Health & Medical stomach,intestine & Digestive disease

Mortality and Time to Endoscopy in Upper GI Hemorrhage

Mortality and Time to Endoscopy in Upper GI Hemorrhage

Methods


This cross-sectional retrospective study used hospital discharge data from the Nationwide Inpatient Sample (NIS) from 2002 to 2007. The NIS is a database of hospital in-patient stays and is a part of the Healthcare Cost and Utilization Project (HCUP), which is sponsored by the Agency for Healthcare Research and Quality (AHRQ). The NIS is the largest all-payer in-patient care database in the US. The most recent database contains data from approximately eight million hospital stays, from 1044 hospitals in 40 different states. It is the only national hospital database containing charge information on all patients, regardless of payer, including persons covered by Medicare, Medicaid, private insurance and the uninsured.

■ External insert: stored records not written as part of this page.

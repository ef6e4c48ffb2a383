//! Index runtime (§3) and the lookup contract the write pipeline and search
//! executor use to resolve a live index by name without depending on the
//! index manager module directly (keeps C5/C8 decoupled from C6's state
//! machine).

use std::sync::Arc;

use tokio_util::sync::CancellationToken;

use crate::router::shard_of;
use crate::settings::IndexSetting;
use crate::shard::Shard;

/// A fully built, online index: its setting plus its shards. Exists in the
/// `indexRegistration` registry iff the index's state is `Online`
/// (invariant 1, §3).
pub struct IndexRuntime {
    pub setting: IndexSetting,
    pub shards: Vec<Arc<Shard>>,
    pub cancellation: CancellationToken,
}

impl IndexRuntime {
    pub fn shard_count(&self) -> usize {
        self.shards.len()
    }

    /// Resolves the shard a given document id routes to under this
    /// runtime's fixed shard count (invariant 2, §3).
    pub fn shard_for(&self, id: &str) -> &Arc<Shard> {
        &self.shards[shard_of(id, self.shards.len())]
    }
}

/// Resolves a live (`Online`) index runtime by name. Implemented by the
/// index manager (C6); depended on abstractly by the write pipeline (C5)
/// and search executor (C8).
pub trait IndexLookup: Send + Sync {
    fn get_online(&self, name: &str) -> Option<Arc<IndexRuntime>>;
}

We analysed all adult patients (≥18 years old) who had a primary or secondary diagnosis of AVH or NVUGIH, as identified by International Classification of Diseases, 9th Revision (ICD-9) code, between 2002 and 2007. The NIS database stores up to 15 diagnosis codes and 15 procedure codes for each visit. It is important to note that in administrative claims data, the primary code may not be the 'chief complaint' and often represents the medical problem which can be billed at the highest level.

Patients were excluded if they lived in one of the 10 states that do not participate in the NIS. Records that did not contain details on in-patient death, race, and day of procedure were removed from the analysis, which represented 169 002 patients (27.9%) with NVUGIH and 11 154 (23.8%) patients with AVH.

The ICD-9 codes used for diagnoses of AVH and NVUGIH are listed in Supporting Information Tables S1 and S2. The broad selection of ICD-9 codes used for the analysis was intentionally chosen to retrospectively analyse the patient population as they present to the emergency department, when the aetiology of their UGIH has a broad differential diagnosis prior to endoscopy. Haematemesis and melaena were not included unless one of the other diagnoses was an ICD-9 code listed in supporting information Tables S1 or S2. UGIH that resulted from medication use (NSAIDs) were not sub-categorised in the analysis because this data is not included in the NIS database. Finally, UGIH that occurred during or as a result of medical care received while in the hospital could not be distinguished as the NIS datasets are completed at the time of discharge and not based upon admission diagnoses. The ICD-9 procedure codes for OGD are listed in supporting information Table S3.

Statistical Analysis


The multivariate regression analysis initially included gender, race category, age category, insurance payer, hospital details (region, size, location, ownership), comorbidities, income by zip code, OGD within 1 day of admission, surgical intervention and OGD during hospitalisation. Several variables were not found to be statistically significant or had a significantly low Wald score, and were not included in the final regression model which is described in the Results section.

Certain variables were modified for the analysis. Specifically, race was categorised into White, African American, Hispanic and a new category – Other – that encompassed all other races. Age and number of comorbidities were converted from scale into categorical variables. Age categories (<40, 40–60, 60–80, >80) were stratified around the median ages of the populations for NVUGIH (66.3) and AVH (55.3). Finally, the comorbidity index was calculated using the Deyo-Charlson Modification ICD-9 codes, a well-documented comorbidity index for administrative data.

The study subjects were described on various descriptive measures by their means ± standard deviations, simple proportions and percentages. Basic demographic variables selected for the analysis included age, gender, race, hospital details, comorbidity and primary insurance type. Population frequencies and basic management outcomes were described. Continuous variables, group means and standard deviations were calculated accordingly. Chi squared tests and the Mantel Haenzel Chi squared tests were used to see if there were significant differences between subjects with AVH and NVUGIH for mortality and for receipt of OGD within 1 day of admission. When appropriate, analysis of variance methods (anova) was used at the 5% level of significance to compare values of interest. Next, we compared risk factors for mortality and risk factors for receipt of OGD within 1 day of admission for both AVH and NVUGIH, using logistic regression. Predictive models for mortality or receipt of OGD within 1 day of admission were developed using multiple logistic regression analysis using backward regression procedure. All statistical analysis was run first on the entire sample and then separately for men and then women. All statistical analyses were performed using spss v16.0 software for Windows (SPSS Inc., Chicago, IL, USA).